The review of UK chartered broker websites was commissioned by AXA Commercial Lines and Personal Intermediary, and also found that one in 10 brokers had the FSA logo on their home page, contravening its licensed use which does not extend to websites.

The study found that brokers were doing themselves a big injustice by failing to promote their services adequately, with some falling foul of the FSA guidelines. It also revealed that a significant proportion of chartered broker websites have overlooked the basics.

The report revealed that 38% of brokers did not even mention their chartered status online, while 22% did not have any contact details on their home page.
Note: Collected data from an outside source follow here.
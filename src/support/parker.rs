//! Parker's isothermal stellar wind.
//!
//! The wind speed `v` at distance `r` from a star of mass `M` with coronal
//! temperature `T` satisfies
//!
//! ```text
//! v²/c_s² − ln(v²/c_s²) = 4 ln(r/r_c) + 3
//! c_s² = 2 k_B T / m_p,    r_c = G M / c_s²
//! ```
//!
//! For most `r` the equation has two roots, one subsonic and one supersonic,
//! and inside `r_c e^(−1/2)` it has none. Solving each distance independently
//! tends to hop between the roots, so [`WindVelocitySolver`] sweeps outward
//! and seeds each Newton solve with the previous solution. If the near-star
//! part of the sweep does not accelerate, the whole sweep is repeated with a
//! larger initial guess.
//!
//! All arithmetic is done in CGS; quantities cross the public API as `uom`
//! types.

mod equation;
mod newton;
mod solution;
mod solver;

pub use equation::ParkerWind;
pub use newton::{NewtonConfig, NewtonError};
pub use solution::{VelocitySample, WindSample, WindSolution};
pub use solver::{WindError, WindSolverConfig, WindVelocitySolver};
mod config;
mod error;
mod logging;
mod output;

use std::{
    io::{self, Write},
    path::PathBuf,
    process::ExitCode,
};

use clap::{Args, Parser, Subcommand};
use exoplanet_loss::{
    models::mass_loss::{AgeWindow, DisplayStep, MassLoss, MassLossError, MassLossInput},
    support::{
        catalog::{StaticCatalog, SystemCatalog},
        stellar::{WindDensity, XrayActivity},
        system::{PlanetaryParameters, StellarParameters, SystemParameters},
        units::{earth_masses, earth_radii, gigayears, solar_masses, solar_radii},
    },
};
use twine_core::Model;
use uom::si::{
    f64::{Length, ThermodynamicTemperature, Velocity},
    length::astronomical_unit,
    thermodynamic_temperature::kelvin,
    velocity::kilometer_per_second,
};

use crate::{
    config::Config,
    error::{CliError, Result},
    output::{DensityPointRecord, EstimateRecord, WindProfileRecord},
};

#[derive(Parser)]
#[command(name = "exoloss")]
#[command(about = "Exoplanet atmospheric mass loss from X-ray photoevaporation and stellar wind", long_about = None)]
struct Cli {
    #[command(subcommand)]
    command: Commands,

    /// TOML file overriding solver and model defaults
    #[arg(long, global = true)]
    config: Option<PathBuf>,

    /// Increase log verbosity (-v debug, -vv trace)
    #[arg(short, long, global = true, action = clap::ArgAction::Count)]
    verbose: u8,
}

#[derive(Subcommand)]
enum Commands {
    /// Estimate instantaneous and lifetime mass loss for one planet
    Estimate(EstimateArgs),

    /// Parker wind speed against distance from the star
    WindProfile(WindProfileArgs),

    /// Wind number density against distance from the star
    DensityProfile(DensityProfileArgs),

    /// List the built-in star/planet systems
    Systems,
}

#[derive(Args)]
struct EstimateArgs {
    /// Built-in system as STAR/PLANET (e.g. Kepler-7/b)
    #[arg(long, conflicts_with_all = [
        "star_radius", "star_mass", "star_age",
        "planet_radius", "planet_mass", "semi_major_axis",
    ])]
    system: Option<String>,

    /// Stellar radius in solar radii
    #[arg(long)]
    star_radius: Option<f64>,

    /// Stellar mass in solar masses
    #[arg(long)]
    star_mass: Option<f64>,

    /// Stellar age in Gyr
    #[arg(long)]
    star_age: Option<f64>,

    /// Planet radius in Earth radii
    #[arg(long)]
    planet_radius: Option<f64>,

    /// Planet mass in Earth masses
    #[arg(long)]
    planet_mass: Option<f64>,

    /// Semi-major axis in AU
    #[arg(long)]
    semi_major_axis: Option<f64>,

    /// Orbital eccentricity
    #[arg(long, default_value_t = 0.0)]
    eccentricity: f64,

    /// Start of the integration window in Gyr
    #[arg(long)]
    min_age: Option<f64>,

    /// End of the integration window in Gyr (defaults to the star's age)
    #[arg(long)]
    max_age: Option<f64>,

    /// Spacing of the printed age series in Gyr
    #[arg(long)]
    age_step: Option<f64>,

    /// Photoevaporation efficiency, between 0.25 and 1
    #[arg(long)]
    efficiency: Option<f64>,

    /// Initial guess for the wind solver in km/s
    #[arg(long)]
    initial_velocity: Option<f64>,

    /// Apply the Roche-lobe correction to photoevaporation
    #[arg(long)]
    roche_lobe: bool,

    /// Print JSON instead of a text report
    #[arg(long)]
    json: bool,
}

#[derive(Args)]
struct WindProfileArgs {
    /// Coronal temperature in K
    #[arg(long, conflicts_with_all = ["star_age", "star_radius"])]
    temperature: Option<f64>,

    /// Stellar age in Gyr, to derive the coronal temperature
    #[arg(long, requires = "star_radius")]
    star_age: Option<f64>,

    /// Stellar radius in solar radii, to derive the coronal temperature
    #[arg(long, requires = "star_age")]
    star_radius: Option<f64>,

    /// Stellar mass in solar masses
    #[arg(long, default_value_t = 1.0)]
    star_mass: f64,

    /// Inner distance in AU
    #[arg(long, default_value_t = 0.01)]
    start: f64,

    /// Outer distance in AU
    #[arg(long, default_value_t = 1.5)]
    end: f64,

    /// Number of distances
    #[arg(long, default_value_t = 100)]
    points: usize,

    /// Initial guess for the wind solver in km/s
    #[arg(long)]
    initial_velocity: Option<f64>,

    /// Print JSON instead of a table
    #[arg(long)]
    json: bool,
}

#[derive(Args)]
struct DensityProfileArgs {
    /// Inner distance in AU
    #[arg(long, default_value_t = 0.01)]
    start: f64,

    /// Outer distance in AU
    #[arg(long, default_value_t = 1.5)]
    end: f64,

    /// Number of distances
    #[arg(long, default_value_t = 50)]
    points: usize,

    /// Print JSON instead of a table
    #[arg(long)]
    json: bool,
}

fn main() -> ExitCode {
    let cli = Cli::parse();
    logging::init(cli.verbose);

    match run(cli) {
        Ok(()) => ExitCode::SUCCESS,
        Err(err) => {
            eprintln!("error: {err}");
            let mut source = std::error::Error::source(&err);
            while let Some(cause) = source {
                eprintln!("  caused by: {cause}");
                source = cause.source();
            }
            ExitCode::FAILURE
        }
    }
}

fn run(cli: Cli) -> Result<()> {
    let config = Config::load(cli.config.as_deref())?;

    match cli.command {
        Commands::Estimate(args) => cmd_estimate(&config, &args),
        Commands::WindProfile(args) => cmd_wind_profile(&config, &args),
        Commands::DensityProfile(args) => cmd_density_profile(&args),
        Commands::Systems => cmd_systems(),
    }
}

fn cmd_estimate(config: &Config, args: &EstimateArgs) -> Result<()> {
    let system = resolve_system(args)?;

    let mut config = config.clone();
    if let Some(efficiency) = args.efficiency {
        config.escape.efficiency = efficiency;
    }
    if let Some(velocity) = args.initial_velocity {
        config.wind.initial_velocity_km_s = velocity;
    }
    config.escape.roche_lobe_correction |= args.roche_lobe;

    let min_age = args.min_age.unwrap_or(config.integration.min_age_gyr);
    let window = match args.max_age {
        Some(max_age) => AgeWindow::new(gigayears(min_age), gigayears(max_age))?,
        None => AgeWindow::new(gigayears(min_age), system.star.age())?,
    };
    let step = DisplayStep::new(gigayears(
        args.age_step.unwrap_or(config.integration.age_step_gyr),
    ))?;
    let input = MassLossInput {
        system,
        window,
        display_step: step,
    };

    let model = MassLoss::new(config.mass_loss()?);
    let report = model.call(&input)?;
    let record = EstimateRecord::new(&system, &report);

    let mut out = io::stdout().lock();
    if args.json {
        output::write_json(&mut out, &record)
    } else {
        output::write_estimate(&mut out, &record).map_err(CliError::from)
    }
}

/// Builds the system from `--system` or the individual parameter flags.
fn resolve_system(args: &EstimateArgs) -> Result<SystemParameters> {
    if let Some(name) = &args.system {
        let (star, planet) = name.split_once('/').ok_or_else(|| {
            CliError::Usage(format!("expected --system STAR/PLANET, got {name:?}"))
        })?;
        let system = StaticCatalog::with_known_systems()
            .lookup(star, planet)
            .map_err(MassLossError::from)?;
        return Ok(system);
    }

    let required = |value: Option<f64>, flag: &str| {
        value.ok_or_else(|| CliError::Usage(format!("missing {flag} (or pass --system)")))
    };
    let star = StellarParameters::new(
        solar_radii(required(args.star_radius, "--star-radius")?),
        solar_masses(required(args.star_mass, "--star-mass")?),
        gigayears(required(args.star_age, "--star-age")?),
    )?;
    let planet = PlanetaryParameters::new(
        earth_radii(required(args.planet_radius, "--planet-radius")?),
        earth_masses(required(args.planet_mass, "--planet-mass")?),
        Length::new::<astronomical_unit>(required(args.semi_major_axis, "--semi-major-axis")?),
        args.eccentricity,
    )?;
    Ok(SystemParameters { star, planet })
}

fn cmd_wind_profile(config: &Config, args: &WindProfileArgs) -> Result<()> {
    let temperature = match (args.temperature, args.star_age, args.star_radius) {
        (Some(t), _, _) => ThermodynamicTemperature::new::<kelvin>(t),
        (None, Some(age), Some(radius)) => {
            let star = StellarParameters::new(
                solar_radii(radius),
                solar_masses(args.star_mass),
                gigayears(age),
            )?;
            XrayActivity::default()
                .coronal_state(star.age(), star.radius())
                .temperature
        }
        _ => {
            return Err(CliError::Usage(
                "pass --temperature, or --star-age with --star-radius".into(),
            ));
        }
    };

    let mut solver = config.wind_solver();
    if let Some(velocity) = args.initial_velocity {
        solver.config.initial_guess = Velocity::new::<kilometer_per_second>(velocity);
    }
    let solution = solver.profile(
        temperature,
        solar_masses(args.star_mass),
        Length::new::<astronomical_unit>(args.start),
        Length::new::<astronomical_unit>(args.end),
        args.points,
    )?;
    let record = WindProfileRecord::new(temperature.get::<kelvin>(), &solution);

    let mut out = io::stdout().lock();
    if args.json {
        output::write_json(&mut out, &record)
    } else {
        output::write_wind_profile(&mut out, &record).map_err(CliError::from)
    }
}

fn cmd_density_profile(args: &DensityProfileArgs) -> Result<()> {
    if !(args.start > 0.0 && args.start < args.end) || args.points < 2 {
        return Err(CliError::Usage(
            "density profile needs 0 < --start < --end and at least two --points".into(),
        ));
    }
    let points: Vec<DensityPointRecord> = WindDensity::default()
        .number_density_profile(
            Length::new::<astronomical_unit>(args.start),
            Length::new::<astronomical_unit>(args.end),
            args.points,
        )
        .iter()
        .map(DensityPointRecord::from)
        .collect();

    let mut out = io::stdout().lock();
    if args.json {
        output::write_json(&mut out, &points)
    } else {
        output::write_density_profile(&mut out, &points).map_err(CliError::from)
    }
}

fn cmd_systems() -> Result<()> {
    let mut out = io::stdout().lock();
    for (star, planet) in StaticCatalog::with_known_systems().names() {
        writeln!(out, "{star}/{planet}")?;
    }
    Ok(())
}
Despite evidence of a number having spent money on search engine optimisation, many are essentially invisible, the review found.
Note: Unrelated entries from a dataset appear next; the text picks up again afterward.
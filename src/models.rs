//! Public mass-loss models.
//!
//! Models are the primary public interface of this crate.
//!
//! # Model structure
//!
//! Each model lives in its own module and contains an internal `core` submodule
//! where the actual computation lives. The `core` module is an implementation
//! detail and is **not** re-exported as part of the public API.
//!
//! The [`twine_core::Model`] implementation is a thin adapter that delegates to
//! the model-specific core API.

pub mod mass_loss;
pub mod stellar_wind;
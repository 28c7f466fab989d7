//! # Exoplanet Loss
//!
//! Estimates how much atmospheric mass an exoplanet loses over its lifetime
//! to stellar X-ray photoevaporation and to direct stellar-wind stripping.
//!
//! ## Crate layout
//!
//! - [`models`]: [`twine_core::Model`] implementations for the full mass-loss
//!   pipeline and for continuation-tracked stellar wind speeds.
//! - [`support`]: Physical building blocks used by the models (X-ray activity,
//!   wind density, Parker wind solver, escape rates, catalogs, constraints).
//!
//! ## Units
//!
//! All public quantities are [`uom`] types, so callers may use whatever units
//! they like at the boundary. Internally every formula is evaluated in CGS.
//!
//! ## Utility code lifecycle
//!
//! Modules in [`support`] are part of the public API because they're useful
//! on their own (for example, to chart a wind velocity profile), but their APIs
//! are not stable. Model-specific code lives in a model's private `core` module
//! and is not re-exported.

pub mod models;
pub mod support;
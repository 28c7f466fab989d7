use thiserror::Error;

use crate::support::{
    catalog::LookupError, escape::RocheLobeOverflow, interp::InterpError, parker::WindError,
    system::ParameterError,
};

/// Errors that can occur while estimating mass loss.
#[derive(Debug, Clone, PartialEq, Error)]
pub enum MassLossError {
    /// An input parameter was rejected before any physics ran.
    #[error(transparent)]
    InvalidParameter(#[from] ParameterError),

    /// Too few wind speeds converged around the orbit to interpolate.
    #[error("only {valid} valid wind samples at {age:.4} Gyr")]
    InsufficientValidSamples {
        /// Stellar age in Gyr.
        age: f64,
        valid: usize,
    },

    /// The wind sweep could not be set up.
    #[error("wind solver failed at {age:.4} Gyr")]
    WindSolver {
        /// Stellar age in Gyr.
        age: f64,
        #[source]
        source: WindError,
    },

    /// The Roche-lobe correction is enabled and the planet overflows its lobe.
    #[error(transparent)]
    RocheLobeOverflow(#[from] RocheLobeOverflow),

    /// The age grid could not be interpolated.
    #[error("age integration failed")]
    Integration(#[from] InterpError),

    /// The star or planet could not be looked up.
    #[error("system lookup failed")]
    UpstreamDataUnavailable(#[from] LookupError),
}

impl MassLossError {
    /// Attaches the stellar age (Gyr) at which a wind solve failed.
    pub(super) fn from_wind(age: f64, source: WindError) -> Self {
        match source {
            WindError::InsufficientValidSamples { valid } => {
                Self::InsufficientValidSamples { age, valid }
            }
            WindError::InvalidParameter(err) => Self::InvalidParameter(err),
            source => Self::WindSolver { age, source },
        }
    }
}
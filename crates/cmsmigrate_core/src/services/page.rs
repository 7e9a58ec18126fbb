use rusqlite::Connection;

use super::{EntityMigrator, StepContext, StepStats, WriteError, migrate_records};
use crate::cleaner::{CleanOutcome, CleanPage, clean_page};
use crate::entity::EntityType;
use crate::error::MigrationResult;
use crate::source::RawRecord;
use crate::target;

/// Joomla articles become static pages; they reference nothing.
pub struct PageMigrator;

impl EntityMigrator for PageMigrator {
    type Prepared = CleanPage;
    type Resolved = CleanPage;

    fn entity_type(&self) -> EntityType {
        EntityType::Pages
    }

    fn prepare(&self, record: &RawRecord) -> Result<CleanOutcome<CleanPage>, String> {
        clean_page(record)
    }

    fn resolve(&self, _connection: &Connection, record: CleanPage) -> Result<CleanPage, WriteError> {
        Ok(record)
    }

    fn write(
        &self,
        connection: &Connection,
        record: &CleanPage,
        existing_target: Option<i64>,
    ) -> Result<i64, WriteError> {
        Ok(target::write_page(connection, existing_target, record)?)
    }
}

pub fn migrate(
    connection: &mut Connection,
    context: &mut StepContext,
    records: &[RawRecord],
) -> MigrationResult<StepStats> {
    migrate_records(connection, context, &PageMigrator, records)
}

#[cfg(test)]
mod tests {
    use serde_json::{Map, json};

    use super::*;
    use crate::ledger;
    use crate::schema::open_in_memory;

    #[test]
    fn page_content_is_sanitized() {
        let mut connection = open_in_memory().expect("db");
        let run = ledger::create_run(&connection, "pages", Map::new()).expect("run");
        let mut context = StepContext::new(run.id, false, None);
        let records = vec![RawRecord::new(
            0,
            json!({"id": 1, "title": "Profil", "introtext": "<script>alert(1)</script><p>Hello</p>"}),
        )];

        migrate(&mut connection, &mut context, &records).expect("migrate");
        let target = ledger::completed_target(&connection, EntityType::Pages, 1)
            .expect("lookup")
            .expect("migrated");
        let content: String = connection
            .query_row("SELECT content FROM pages WHERE id = ?1", [target], |row| {
                row.get(0)
            })
            .expect("row");
        assert_eq!(content, "<p>Hello</p>");
    }

    #[test]
    fn record_without_id_fails_without_ledger_row() {
        let mut connection = open_in_memory().expect("db");
        let run = ledger::create_run(&connection, "pages", Map::new()).expect("run");
        let mut context = StepContext::new(run.id, false, None);
        let records = vec![RawRecord::new(0, json!({"title": "No id"}))];

        let stats = migrate(&mut connection, &mut context, &records).expect("migrate");
        assert_eq!(stats.failed, 1);
        assert_eq!(context.failures[0].source_id, None);
        let rows: i64 = connection
            .query_row("SELECT COUNT(*) FROM migration_items", [], |row| row.get(0))
            .expect("count");
        assert_eq!(rows, 0);
    }
}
AXA Commercial Lines and Personal Intermediary head of broker development Ken Wright said: “We undertook a review of the UK’s chartered broker websites to identify some common problems and issues and ways in which we could help. We’ll take our findings to work with brokers and help them easily implement to help improve their desirability and visibility to customers.
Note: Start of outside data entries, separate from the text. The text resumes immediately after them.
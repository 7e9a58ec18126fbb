use std::env;
use std::fs;
use std::path::Path;
use std::time::Duration;

use anyhow::{Context, Result, bail};
use serde::{Deserialize, Serialize};

use crate::job::JobPolicy;
use crate::report::Thresholds;

pub const DEFAULT_RUN_NAME: &str = "Joomla import";
pub const DEFAULT_ERROR_PREVIEW_LIMIT: usize = 10;

#[derive(Debug, Clone, Deserialize, Serialize, Default, PartialEq)]
pub struct MigrateConfig {
    #[serde(default)]
    pub migration: MigrationSection,
    #[serde(default)]
    pub job: JobSection,
    #[serde(default)]
    pub validation: ValidationSection,
}

#[derive(Debug, Clone, Deserialize, Serialize, Default, PartialEq, Eq)]
pub struct MigrationSection {
    pub default_name: Option<String>,
    pub error_preview_limit: Option<usize>,
}

#[derive(Debug, Clone, Deserialize, Serialize, Default, PartialEq, Eq)]
pub struct JobSection {
    pub max_attempts: Option<u32>,
    pub backoff_minutes: Option<Vec<u64>>,
    pub timeout_minutes: Option<u64>,
}

#[derive(Debug, Clone, Deserialize, Serialize, Default, PartialEq)]
pub struct ValidationSection {
    pub pass_threshold: Option<f64>,
    pub warn_threshold: Option<f64>,
}

impl MigrateConfig {
    /// Run name: env CMSMIGRATE_RUN_NAME > config > DEFAULT_RUN_NAME.
    pub fn default_run_name(&self) -> String {
        if let Ok(value) = env::var("CMSMIGRATE_RUN_NAME") {
            let trimmed = value.trim().to_string();
            if !trimmed.is_empty() {
                return trimmed;
            }
        }
        self.migration
            .default_name
            .clone()
            .unwrap_or_else(|| DEFAULT_RUN_NAME.to_string())
    }

    pub fn error_preview_limit(&self) -> usize {
        self.migration
            .error_preview_limit
            .unwrap_or(DEFAULT_ERROR_PREVIEW_LIMIT)
    }

    /// Job policy with env CMSMIGRATE_MAX_ATTEMPTS taking precedence over config.
    pub fn job_policy(&self) -> JobPolicy {
        let defaults = JobPolicy::default();
        let max_attempts = env::var("CMSMIGRATE_MAX_ATTEMPTS")
            .ok()
            .and_then(|value| value.trim().parse::<u32>().ok())
            .or(self.job.max_attempts)
            .unwrap_or(defaults.max_attempts);
        let backoff = self
            .job
            .backoff_minutes
            .as_ref()
            .map(|minutes| {
                minutes
                    .iter()
                    .map(|m| Duration::from_secs(m * 60))
                    .collect()
            })
            .unwrap_or(defaults.backoff);
        let timeout = self
            .job
            .timeout_minutes
            .map(|m| Duration::from_secs(m * 60))
            .unwrap_or(defaults.timeout);
        JobPolicy {
            max_attempts: max_attempts.max(1),
            backoff,
            timeout,
        }
    }

    pub fn thresholds(&self) -> Thresholds {
        let defaults = Thresholds::default();
        Thresholds {
            pass: self.validation.pass_threshold.unwrap_or(defaults.pass),
            warn: self.validation.warn_threshold.unwrap_or(defaults.warn),
        }
    }

    fn check(&self) -> Result<()> {
        let thresholds = self.thresholds();
        if thresholds.warn > thresholds.pass {
            bail!(
                "validation.warn_threshold ({}) must not exceed validation.pass_threshold ({})",
                thresholds.warn,
                thresholds.pass
            );
        }
        if self.job.max_attempts == Some(0) {
            bail!("job.max_attempts must be at least 1");
        }
        Ok(())
    }
}

/// Load and parse the config from a TOML file. Returns defaults if the file doesn't exist.
pub fn load_config(config_path: &Path) -> Result<MigrateConfig> {
    if !config_path.exists() {
        return Ok(MigrateConfig::default());
    }
    let content = fs::read_to_string(config_path)
        .with_context(|| format!("failed to read {}", config_path.display()))?;
    let parsed: MigrateConfig = toml::from_str(&content)
        .with_context(|| format!("failed to parse {}", config_path.display()))?;
    parsed
        .check()
        .with_context(|| format!("invalid configuration in {}", config_path.display()))?;
    Ok(parsed)
}

pub fn render_default_config() -> String {
    format!(
        "# cmsmigrate configuration (materialized by `cmsmigrate init`)\n\n[migration]\ndefault_name = \"{DEFAULT_RUN_NAME}\"\nerror_preview_limit = {DEFAULT_ERROR_PREVIEW_LIMIT}\n\n[job]\nmax_attempts = 3\nbackoff_minutes = [1, 5, 15]\ntimeout_minutes = 60\n\n[validation]\npass_threshold = 95.0\nwarn_threshold = 80.0\n"
    )
}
“The majority of brokers are doing a good job, and there’s evidence that some understand the benefits of website optimisation to stay one step ahead of the competition. However, there’s always room for improvement, and by producing a checklist, brokers can ensure they are doing all they can to help market themselves.”

On the flipside, the survey found brokers were beginning to embrace the power of social media to contact customers. Almost one-third (31%) were promoting social media accounts on their websites, with Twitter (72%) the most popular outlet. LinkedIn (48%) and Facebook (45%) were close behind.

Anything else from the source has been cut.